From a roadside tea stall to the Mitticool success story: How Manshuk Lal Prajapati did it all
Whenever his in-laws stepped on to the highway, Manshuk Lal Prajapati would crouch behind his tea- stall to hide. Prajapati, 48, was a defeated man. He had failed in his tenth boards, worked as a laborer and was now trying to eek out a living as a tea vendor in Wankaner, a small dusty town in Gujarat.
But a wave of humiliation swept over him whenever his in-laws saw him peddling tea on the roadside. "My in-laws were much better off. They were in the toy making business and here I was selling tea. I felt very ashamed," he says.
It was this feeling of shame that drove him to become an extraordinary entrepreneur he is today. Prajapati is an innovator who is in the business of making everyday household appliances, including refrigerators, pressure cookers, non-stick pans, and water dispensers -- all out of clay. These products marketed under the MittiCool banner are not only eco-friendly, sustainable and effective but also very cheap.

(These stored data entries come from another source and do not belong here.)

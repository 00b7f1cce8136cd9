use log::debug;

use crate::{
    config::setup::{objects::ObjectId, parameters::PartitionParams, SceneConfig},
    discretize::{discretize_rigid_bodies, fluid::discretize_fluid_block},
    error::SetupError,
    geometry::mesh::GeometryProvider,
    registry::{ObjectRegistry, SceneObject},
    report::{SetupNotice, SetupObserver},
};

/// The initial particle population of a scene, ready for the solver.
#[derive(Debug, Clone)]
pub struct ParticleSystem {
    partition: PartitionParams,
    registry: ObjectRegistry,
    notices: Vec<SetupNotice>,
}

impl ParticleSystem {
    /// Validates the scene, derives the partition parameters, counts every
    /// fluid block and samples every rigid body. Any error aborts the whole
    /// setup.
    pub fn initialize<G, O>(
        config: &SceneConfig,
        provider: &G,
        observer: &mut O,
    ) -> Result<Self, SetupError>
    where
        G: GeometryProvider + ?Sized,
        O: SetupObserver + ?Sized,
    {
        config.validate()?;
        let partition = PartitionParams::new(&config.configuration)?;
        debug!(
            "Partition: dim {}, diameter {}, support {}, grid {:?}",
            partition.dim,
            partition.particle_diameter,
            partition.support_length,
            partition.grid_num.as_slice()
        );

        let mut registry = ObjectRegistry::new();
        let mut notices = Vec::new();

        for block_config in &config.fluid_blocks {
            let block = discretize_fluid_block(block_config, partition.particle_diameter)?;
            let object = registry.register(SceneObject::Fluid(block))?;
            observer.object_registered(object);
        }

        let bodies = discretize_rigid_bodies(
            &config.rigid_bodies,
            partition.particle_diameter,
            provider,
        )?;
        for body in bodies {
            let id = body.config.object_id;
            let degenerate = body.particle_num() == 0;
            let object = registry.register(SceneObject::Rigid(body))?;
            observer.object_registered(object);
            if degenerate {
                let notice = SetupNotice::DegenerateGeometry(id);
                observer.notice(&notice);
                notices.push(notice);
            }
        }

        observer.setup_complete(&registry);
        Ok(ParticleSystem {
            partition,
            registry,
            notices,
        })
    }

    pub fn partition(&self) -> &PartitionParams {
        &self.partition
    }

    pub fn registry(&self) -> &ObjectRegistry {
        &self.registry
    }

    pub fn notices(&self) -> &[SetupNotice] {
        &self.notices
    }

    pub fn rigid_object_ids(&self) -> Vec<ObjectId> {
        self.registry.rigid_object_ids()
    }

    pub fn total_particle_num(&self) -> usize {
        self.registry.total()
    }
}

Take his centerpiece product -- the clay refrigerator for example. It has sold more than 9000 units all across India. Priced a little over Rs 3000 it is a veritable poor man’s fridge. "The rich can buy anything but the poor cannot afford products like the refrigerator. So I thought why not make something the poor can afford and use,’’ says Prajapati.
The temperature inside this clay fridge is almost eight degrees cooler than the room temperature. Vegetables remain fresh for over four days and milk for two. It is 26 inches long, 15 inches wide and 12 inches deep, and does not hog any space in the kitchen either. Those who have it, usually prop it up on their kitchen slabs.

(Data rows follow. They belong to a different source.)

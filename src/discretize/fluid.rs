use nalgebra::DVector;

use crate::{
    config::setup::objects::FluidBlockConfig, error::ConfigValidationError, geometry::lattice_len,
    registry::FluidBlock,
};

/// Number of lattice points, spaced `pitch` apart from `start`, in the
/// half-open box `[start, end)`. Zero if the box is empty along any axis, and
/// `None` if the count does not fit in a `usize`.
pub fn fluid_particle_num(start: &DVector<f64>, end: &DVector<f64>, pitch: f64) -> Option<usize> {
    lattice_len(start, end, pitch)
}

pub fn discretize_fluid_block(
    config: &FluidBlockConfig,
    particle_diameter: f64,
) -> Result<FluidBlock, ConfigValidationError> {
    let particle_num = fluid_particle_num(&config.start(), &config.end(), particle_diameter)
        .ok_or(ConfigValidationError::ParticleCountOverflow(config.object_id))?;
    Ok(FluidBlock {
        particle_num,
        config: config.clone(),
    })
}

The fridge works on a simple scientific principle. Evaporation causes cooling. The roof , walls and bottom of this clay fridge are filled with water which evaporates over time keeping the vegetables in this two-chambered fridge cool and fresh.
Prajapati makes the fridge and other appliances out of ordinary clay. His ancestors were potters and he witnessed with a tinge of pain and nostalgia the declining importance of earthen ware products and the rise of plastic. The rapid march of globalization has forced many artisans out of their traditional jobs in India. Prajapati’s father was one them. "My father left pottery to work as a laborer," says Prajapati.
In a fortuitous turn of events, Prajapati not only wrested back his ancestral calling but also proved there was hope still for the potter. After his one-year stint as a tea vendor, Prajapati worked as a supervisor at a tile-making factory. It here his subliminal potter’s instincts kicked in. "I thought I am a potter and if tiles can be successfully made out of clay, why not other products," he says.
In 1989, aged 24, he began his experiments with clay. Starting out with a non-stick pan he gradually went from one clay alternative to another.
Today, his products are so successful that he now has a row of factories with an assembly line production of myriad clay products. Big machines designed by Prajapati himself, mold the clay in seconds into pots and pans each of them produced in their hundreds to keep up with the rising demand.
He has a turnover of Rs 45 lakhs and a running staff of over 35 people.
But it was not a smooth ride to the top. He had run into a debt of over Rs 19 lakhs setting up the clay product factories. "It was hit and trial and my pans broke easily throwing me in a huge debt," he says.
But he preserved and with encouragement from those who saw potential in him he made one product after another.
The products go all over India and sell especially well in Chennai. His products have also gone to Africa and this year, Prajapati has dispatched his first consignment of 100 clay fridges to Dubai.
Prajapati’s next innovation is a clay house or MittiCool house as he calls it. It is a house made of clay to keep it cool in summers and warm in winters. With India reeling under sweltering heat, it’s a welcome house to breathe under.
As for his in-laws, today they cannot stop boasting about their son-in-law.